Freeh retired as FBI director in 2001, two years before the end of his ten-year term. President George W. Bush appointed Robert S. Mueller III, a longtime federal prosecutor, as the new director. Mueller was unanimously confirmed by the Senate.

H

September 11 Attacks

On September 11, 2001, just over a month into Mueller’s tenure, a team of airplane hijackers carried out the deadliest terrorist attack in United States history, completely destroying the World Trade Center and severely damaging the Pentagon, the U.S. military headquarters outside of Washington, D.C. More than 3,000 people died in the attacks. The FBI launched the largest investigation in its history and soon determined that the hijackers were linked to al-Qaeda, a radical Islamic group led by Saudi exile Osama bin Laden (see September 11 Attacks). Later that year, the agency investigated the mailing of several letters containing potentially lethal anthrax bacteria to media companies and political offices.

In 2003 a congressional inquiry into the September 11 attacks issued a report that criticized the FBI and CIA for failing to share critical pieces of intelligence with each other and for overlooking important clues to the terrorist plot. For example, the inquiry found that FBI headquarters failed to heed warnings from its Phoenix office about terrorist suspects seeking to enroll in flight training schools or to act properly on a request from its Minneapolis office to conduct a search of an alleged conspirator in the terrorist attacks. In response to the report, Mueller noted that the FBI was already a “changed organization” that had restructured to make prevention of terrorist attacks its highest priority and that had improved coordination with the CIA and state and local law enforcement.
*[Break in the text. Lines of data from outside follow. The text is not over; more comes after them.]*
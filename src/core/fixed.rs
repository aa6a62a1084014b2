//! Two-Decimal Fixed-Point Values
//!
//! Multipliers and money amounts are integers counting hundredths.
//! Game logic never touches floats; `f64` only appears at the wire boundary.
//!
//! ## Format
//!
//! ```text
//! ┌─────────────────────────────────────────────────────────────┐
//! │  Multiplier(u32)  - hundredths of a multiplier  (0.35 = 35) │
//! │  Amount(u64)      - cents of a wager/payout  (10.00 = 1000) │
//! │                                                             │
//! │  payout = round_half_up(cents * hundredths / 100)           │
//! └─────────────────────────────────────────────────────────────┘
//! ```
//!
//! A multiplier stepping by 0.01 from 0.10 therefore reaches exactly 0.35,
//! which matters because crash detection compares against the crash point.

use std::fmt;

use serde::de::{self, Deserializer};
use serde::{Deserialize, Serialize, Serializer};

/// Fractional units per whole unit (two decimal places).
pub const HUNDREDTHS_PER_UNIT: u64 = 100;

/// Round-multiplier in hundredths.
#[derive(Clone, Copy, Debug, Default, PartialEq, Eq, PartialOrd, Ord, Hash)]
pub struct Multiplier(u32);

impl Multiplier {
    /// 0.00x
    pub const ZERO: Multiplier = Multiplier(0);

    /// 1.00x
    pub const ONE: Multiplier = Multiplier(100);

    /// Create from a raw count of hundredths.
    #[inline]
    pub const fn from_hundredths(hundredths: u32) -> Self {
        Self(hundredths)
    }

    /// Raw count of hundredths.
    #[inline]
    pub const fn hundredths(self) -> u32 {
        self.0
    }

    /// Round a decimal to the nearest hundredth.
    ///
    /// Returns `None` for NaN, infinities, negatives and values that do not fit.
    pub fn from_f64(value: f64) -> Option<Self> {
        let scaled = round_to_hundredths(value)?;
        if scaled > u32::MAX as f64 {
            return None;
        }
        Some(Self(scaled as u32))
    }

    /// Convert for display and the wire. Never feed the result back into game logic.
    #[inline]
    pub fn to_f64(self) -> f64 {
        self.0 as f64 / HUNDREDTHS_PER_UNIT as f64
    }

    /// Add another multiplier, clamping at the maximum representable value.
    #[inline]
    pub fn saturating_add(self, other: Multiplier) -> Multiplier {
        Multiplier(self.0.saturating_add(other.0))
    }
}

impl fmt::Display for Multiplier {
    fn fmt(&self, f: &mut fmt::Formatter<'_>) -> fmt::Result {
        write_two_decimals(f, self.0 as u64)
    }
}

/// Wager or payout in cents.
#[derive(Clone, Copy, Debug, Default, PartialEq, Eq, PartialOrd, Ord, Hash)]
pub struct Amount(u64);

impl Amount {
    /// No money.
    pub const ZERO: Amount = Amount(0);

    /// Create from a raw count of cents.
    #[inline]
    pub const fn from_cents(cents: u64) -> Self {
        Self(cents)
    }

    /// Raw count of cents.
    #[inline]
    pub const fn cents(self) -> u64 {
        self.0
    }

    /// True for a zero amount.
    #[inline]
    pub const fn is_zero(self) -> bool {
        self.0 == 0
    }

    /// Round a decimal to the nearest cent (half away from zero).
    ///
    /// Returns `None` for NaN, infinities, negatives and values that do not fit.
    pub fn from_f64(value: f64) -> Option<Self> {
        let scaled = round_to_hundredths(value)?;
        if scaled >= u64::MAX as f64 {
            return None;
        }
        Some(Self(scaled as u64))
    }

    /// Convert for display and the wire.
    #[inline]
    pub fn to_f64(self) -> f64 {
        self.0 as f64 / HUNDREDTHS_PER_UNIT as f64
    }

    /// Multiply by a round multiplier, rounding half-up to the cent.
    ///
    /// ```
    /// use crash_game::core::fixed::{Amount, Multiplier};
    ///
    /// let bet = Amount::from_cents(1000);                  // 10.00
    /// let payout = bet.scale(Multiplier::from_hundredths(200)); // x2.00
    /// assert_eq!(payout, Amount::from_cents(2000));        // 20.00
    /// ```
    pub fn scale(self, multiplier: Multiplier) -> Amount {
        let wide = self.0 as u128 * multiplier.0 as u128;
        let half = (HUNDREDTHS_PER_UNIT / 2) as u128;
        let rounded = (wide + half) / HUNDREDTHS_PER_UNIT as u128;
        Amount(u64::try_from(rounded).unwrap_or(u64::MAX))
    }
}

impl fmt::Display for Amount {
    fn fmt(&self, f: &mut fmt::Formatter<'_>) -> fmt::Result {
        write_two_decimals(f, self.0)
    }
}

fn round_to_hundredths(value: f64) -> Option<f64> {
    if !value.is_finite() || value < 0.0 {
        return None;
    }
    Some((value * HUNDREDTHS_PER_UNIT as f64).round())
}

fn write_two_decimals(f: &mut fmt::Formatter<'_>, raw: u64) -> fmt::Result {
    write!(f, "{}.{:02}", raw / HUNDREDTHS_PER_UNIT, raw % HUNDREDTHS_PER_UNIT)
}

// =============================================================================
// SERDE (plain JSON numbers on the wire)
// =============================================================================

impl Serialize for Multiplier {
    fn serialize<S: Serializer>(&self, serializer: S) -> Result<S::Ok, S::Error> {
        serializer.serialize_f64(self.to_f64())
    }
}

impl<'de> Deserialize<'de> for Multiplier {
    fn deserialize<D: Deserializer<'de>>(deserializer: D) -> Result<Self, D::Error> {
        let value = f64::deserialize(deserializer)?;
        Multiplier::from_f64(value)
            .ok_or_else(|| de::Error::custom(format!("invalid multiplier: {}", value)))
    }
}

impl Serialize for Amount {
    fn serialize<S: Serializer>(&self, serializer: S) -> Result<S::Ok, S::Error> {
        serializer.serialize_f64(self.to_f64())
    }
}

impl<'de> Deserialize<'de> for Amount {
    fn deserialize<D: Deserializer<'de>>(deserializer: D) -> Result<Self, D::Error> {
        let value = f64::deserialize(deserializer)?;
        Amount::from_f64(value)
            .ok_or_else(|| de::Error::custom(format!("invalid amount: {}", value)))
    }
}

// =============================================================================
// TESTS
// =============================================================================
#[cfg(test)]
mod tests {
    use super::*;
    use crate::core::fixed::Amount;
    use crate::game::config::GameConfig;
    use crate::game::driver::spawn_engine;
    use crate::game::engine::testing::ScriptedGenerator;
    use crate::game::events::GameEvent;
    use crate::game::registry::BetError;
    use tokio_tungstenite::connect_async;

    #[test]
    fn test_server_config_default() {
        let config = ServerConfig::default();
        assert_eq!(config.bind_addr.port(), 3000);
        assert_eq!(config.max_connections, 1000);
    }

    #[test]
    fn test_server_config_from_lookup() {
        let config = ServerConfig::from_lookup(|key: &str| match key {
            "PORT" => Some("8081".to_string()),
            "CRASH_MAX_CONNECTIONS" => Some("2".to_string()),
            _ => None,
        })
        .unwrap();
        assert_eq!(config.bind_addr.port(), 8081);
        assert_eq!(config.max_connections, 2);

        let err = ServerConfig::from_lookup(|key: &str| {
            (key == "PORT").then(|| "eighty".to_string())
        })
        .unwrap_err();
        assert_eq!(err, ConfigError::InvalidValue { key: ENV_PORT, value: "eighty".to_string() });
    }

    async fn start_server(points: &[u32]) -> (Arc<CrashServer>, EngineHandle, SocketAddr) {
        start_server_with_limit(points, ServerConfig::default().max_connections).await
    }

    async fn start_server_with_limit(
        points: &[u32],
        max_connections: usize,
    ) -> (Arc<CrashServer>, EngineHandle, SocketAddr) {
        let hub = Arc::new(ClientHub::new());
        let (engine, _task) = spawn_engine(
            GameConfig::default(),
            Box::new(ScriptedGenerator::new(points)),
            hub.clone(),
        );
        let config = ServerConfig {
            bind_addr: "127.0.0.1:0".parse().unwrap(),
            max_connections,
            ..Default::default()
        };
        let server = Arc::new(CrashServer::new(config, engine.clone(), hub));

        let listener = TcpListener::bind("127.0.0.1:0").await.unwrap();
        let addr = listener.local_addr().unwrap();
        let running = server.clone();
        tokio::spawn(async move { running.serve(listener).await });

        (server, engine, addr)
    }

    /// Read frames until one satisfies `want`, skipping multiplier updates and the like.
    async fn next_matching<S, F>(ws: &mut S, want: F) -> ServerMessage
    where
        S: futures_util::Stream<Item = Result<Message, tokio_tungstenite::tungstenite::Error>> + Unpin,
        F: Fn(&ServerMessage) -> bool,
    {
        let read = async {
            loop {
                if let Some(Ok(Message::Text(text))) = ws.next().await {
                    let msg = ServerMessage::from_json(&text).unwrap();
                    if want(&msg) {
                        return msg;
                    }
                }
            }
        };
        tokio::time::timeout(Duration::from_secs(5), read).await.unwrap()
    }

    #[tokio::test]
    async fn test_connect_bet_and_cash_out() {
        let (server, engine, addr) = start_server(&[500]).await;
        let (mut ws, _) = connect_async(format!("ws://{}", addr)).await.unwrap();

        let welcome = next_matching(&mut ws, |m| matches!(m, ServerMessage::Welcome { .. })).await;
        if let ServerMessage::Welcome { server_version, .. } = welcome {
            assert_eq!(server_version, env!("CARGO_PKG_VERSION"));
        }
        next_matching(&mut ws, |m| *m == ServerMessage::Event(GameEvent::GameStart {})).await;

        let bet = ClientMessage::PlaceBet { amount: 10.0 }.to_json().unwrap();
        ws.send(Message::Text(bet)).await.unwrap();
        let reply = next_matching(&mut ws, |m| {
            matches!(m, ServerMessage::Event(GameEvent::BetSuccess { .. } | GameEvent::BetFailed { .. }))
        })
        .await;
        assert_eq!(
            reply,
            ServerMessage::Event(GameEvent::BetSuccess { amount: Amount::from_cents(1000) })
        );

        // Second bet in the same round is refused
        let bet = ClientMessage::PlaceBet { amount: 5.0 }.to_bytes().unwrap();
        ws.send(Message::Binary(bet)).await.unwrap();
        let reply = next_matching(&mut ws, |m| {
            matches!(m, ServerMessage::Event(GameEvent::BetFailed { .. }))
        })
        .await;
        assert_eq!(reply, ServerMessage::Event(GameEvent::bet_failed(&BetError::AlreadyBet)));

        ws.send(Message::Text(r#"{"type":"cashOut"}"#.to_string())).await.unwrap();
        let reply = next_matching(&mut ws, |m| {
            matches!(m, ServerMessage::Event(GameEvent::CashOutSuccess { .. }))
        })
        .await;
        if let ServerMessage::Event(GameEvent::CashOutSuccess { payout }) = reply {
            // Cashed out somewhere at or above the 0.10 base
            assert!(payout >= Amount::from_cents(100));
        }

        assert_eq!(server.connection_count(), 1);
        server.shutdown();
        engine.shutdown().unwrap();
    }

    #[tokio::test]
    async fn test_malformed_frame_gets_error() {
        let (server, engine, addr) = start_server(&[500]).await;
        let (mut ws, _) = connect_async(format!("ws://{}", addr)).await.unwrap();

        ws.send(Message::Text("{\"type\":\"teleport\"}".to_string())).await.unwrap();
        let reply = next_matching(&mut ws, |m| matches!(m, ServerMessage::Error(_))).await;
        assert_eq!(
            reply,
            ServerMessage::error(ErrorCode::InvalidMessage, "Invalid message format")
        );

        ws.send(Message::Text(r#"{"type":"ping","timestamp":99}"#.to_string())).await.unwrap();
        let reply = next_matching(&mut ws, |m| matches!(m, ServerMessage::Pong { .. })).await;
        assert!(matches!(reply, ServerMessage::Pong { timestamp: 99, .. }));

        server.shutdown();
        engine.shutdown().unwrap();
    }

    #[tokio::test]
    async fn test_over_limit_client_told_server_is_full() {
        let (server, engine, addr) = start_server_with_limit(&[500], 1).await;
        let (mut first, _) = connect_async(format!("ws://{}", addr)).await.unwrap();
        next_matching(&mut first, |m| matches!(m, ServerMessage::Welcome { .. })).await;

        let (mut second, _) = connect_async(format!("ws://{}", addr)).await.unwrap();
        let reply = next_matching(&mut second, |m| matches!(m, ServerMessage::Error(_))).await;
        assert_eq!(reply, ServerMessage::error(ErrorCode::ServerOverloaded, "Server is full"));

        assert_eq!(server.connection_count(), 1);
        assert_eq!(engine.snapshot().await.unwrap().players, 1);

        server.shutdown();
        engine.shutdown().unwrap();
    }

    #[tokio::test]
    async fn test_shutdown_notifies_clients() {
        let (server, engine, addr) = start_server(&[500]).await;
        let (mut ws, _) = connect_async(format!("ws://{}", addr)).await.unwrap();
        next_matching(&mut ws, |m| matches!(m, ServerMessage::Welcome { .. })).await;

        server.shutdown();
        let notice = next_matching(&mut ws, |m| matches!(m, ServerMessage::Shutdown { .. })).await;
        assert_eq!(
            notice,
            ServerMessage::Shutdown { reason: "Server shutting down".to_string() }
        );

        engine.shutdown().unwrap();
    }

    #[tokio::test]
    async fn test_disconnect_unregisters_player() {
        let (server, engine, addr) = start_server(&[500]).await;
        let (mut ws, _) = connect_async(format!("ws://{}", addr)).await.unwrap();
        next_matching(&mut ws, |m| *m == ServerMessage::Event(GameEvent::GameStart {})).await;
        assert_eq!(engine.snapshot().await.unwrap().players, 1);

        ws.close(None).await.unwrap();
        drop(ws);

        let drained = async {
            while engine.snapshot().await.unwrap().players != 0 || server.connection_count() != 0 {
                tokio::time::sleep(Duration::from_millis(10)).await;
            }
        };
        tokio::time::timeout(Duration::from_secs(5), drained).await.unwrap();

        server.shutdown();
        engine.shutdown().unwrap();
    }
}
In 2004 an independent commission tasked with investigating the September 11 attacks repeated the criticisms of the congressional inquiry. The 9/11 Commission, known in full as the National Commission on Terrorist Attacks Upon the United States, concluded that before the attacks the FBI failed to share crucial information with other agencies and lacked an effective way to synthesize the collective knowledge of its field agents. Although the commission praised the FBI’s renewed focus on counterterrorism and its “significant progress” in improving its intelligence capabilities since the attacks, it also cited “gaps between some of the announced reforms and the reality in the field.”
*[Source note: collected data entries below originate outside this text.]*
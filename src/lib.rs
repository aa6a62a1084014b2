//! # Crash Game Server
//!
//! Authoritative round server for a multiplayer crash betting game.
//!
//! ## Architecture
//!
//! ```text
//! ┌─────────────────────────────────────────────────────────────┐
//! │                     CRASH GAME SERVER                        │
//! ├─────────────────────────────────────────────────────────────┤
//! │  core/           - Primitives                                │
//! │  ├── fixed.rs    - Hundredths multiplier and cent amounts    │
//! │  └── rng.rs      - Xorshift128+ PRNG and seed derivation     │
//! │                                                              │
//! │  game/           - Round logic                               │
//! │  ├── config.rs   - Tunables                                  │
//! │  ├── crash.rs    - Crash point generation                    │
//! │  ├── clock.rs    - Periodic tick source                      │
//! │  ├── registry.rs - Players and bets                          │
//! │  ├── round.rs    - Live round state                          │
//! │  ├── events.rs   - Outbound events, gateway trait            │
//! │  ├── engine.rs   - Round state machine                       │
//! │  └── driver.rs   - Engine task and mailbox                   │
//! │                                                              │
//! │  network/        - Transport                                 │
//! │  ├── protocol.rs - Message types                             │
//! │  ├── hub.rs      - Per-connection outbound queues            │
//! │  └── server.rs   - WebSocket server                          │
//! └─────────────────────────────────────────────────────────────┘
//! ```
//!
//! ## Money
//!
//! Multipliers and amounts are integers (hundredths and cents), so the
//! multiplier lands exactly on every crash point and payouts never drift.
//! Floats appear only at the JSON boundary.

#![warn(missing_docs)]
#![warn(clippy::all)]
#![deny(unsafe_code)]

pub mod core;
pub mod game;
pub mod network;

// Re-export commonly used types
pub use crate::core::fixed::{Amount, Multiplier};
pub use crate::core::rng::DeterministicRng;
pub use game::{
    spawn_engine, BetError, ConnectionId, EngineHandle, GameConfig, GameEvent, RandomCrashGenerator,
    RoundEngine,
};
pub use network::{ClientHub, CrashServer, ServerConfig};

/// Crate version
pub const VERSION: &str = env!("CARGO_PKG_VERSION");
The commission recommended changes in hiring, training, and management that would ensure the FBI develops an “institutional culture imbued with a deep expertise in intelligence and national security.” At the government level, the commission recommended the creation of a director of national intelligence (DNI) to unify intelligence-gathering work and the creation of a National Counterterrorism Center to analyze all terrorism-related intelligence and to plan counterterrorism operations.

The U.S. Congress implemented the recommendations to create the DNI and the National Counterterrorism Center when it passed the Intelligence Reform and Terrorism Prevention Act of 2004. The DNI coordinates and supervises the intelligence gathering and counterterrorism work of the FBI and 14 other intelligence agencies. The new law also created an intelligence directorate at the FBI and mandated that a select group of FBI agents be trained in intelligence gathering techniques. The training is to emphasize uncovering terrorist plots rather than gathering information for use in criminal prosecution.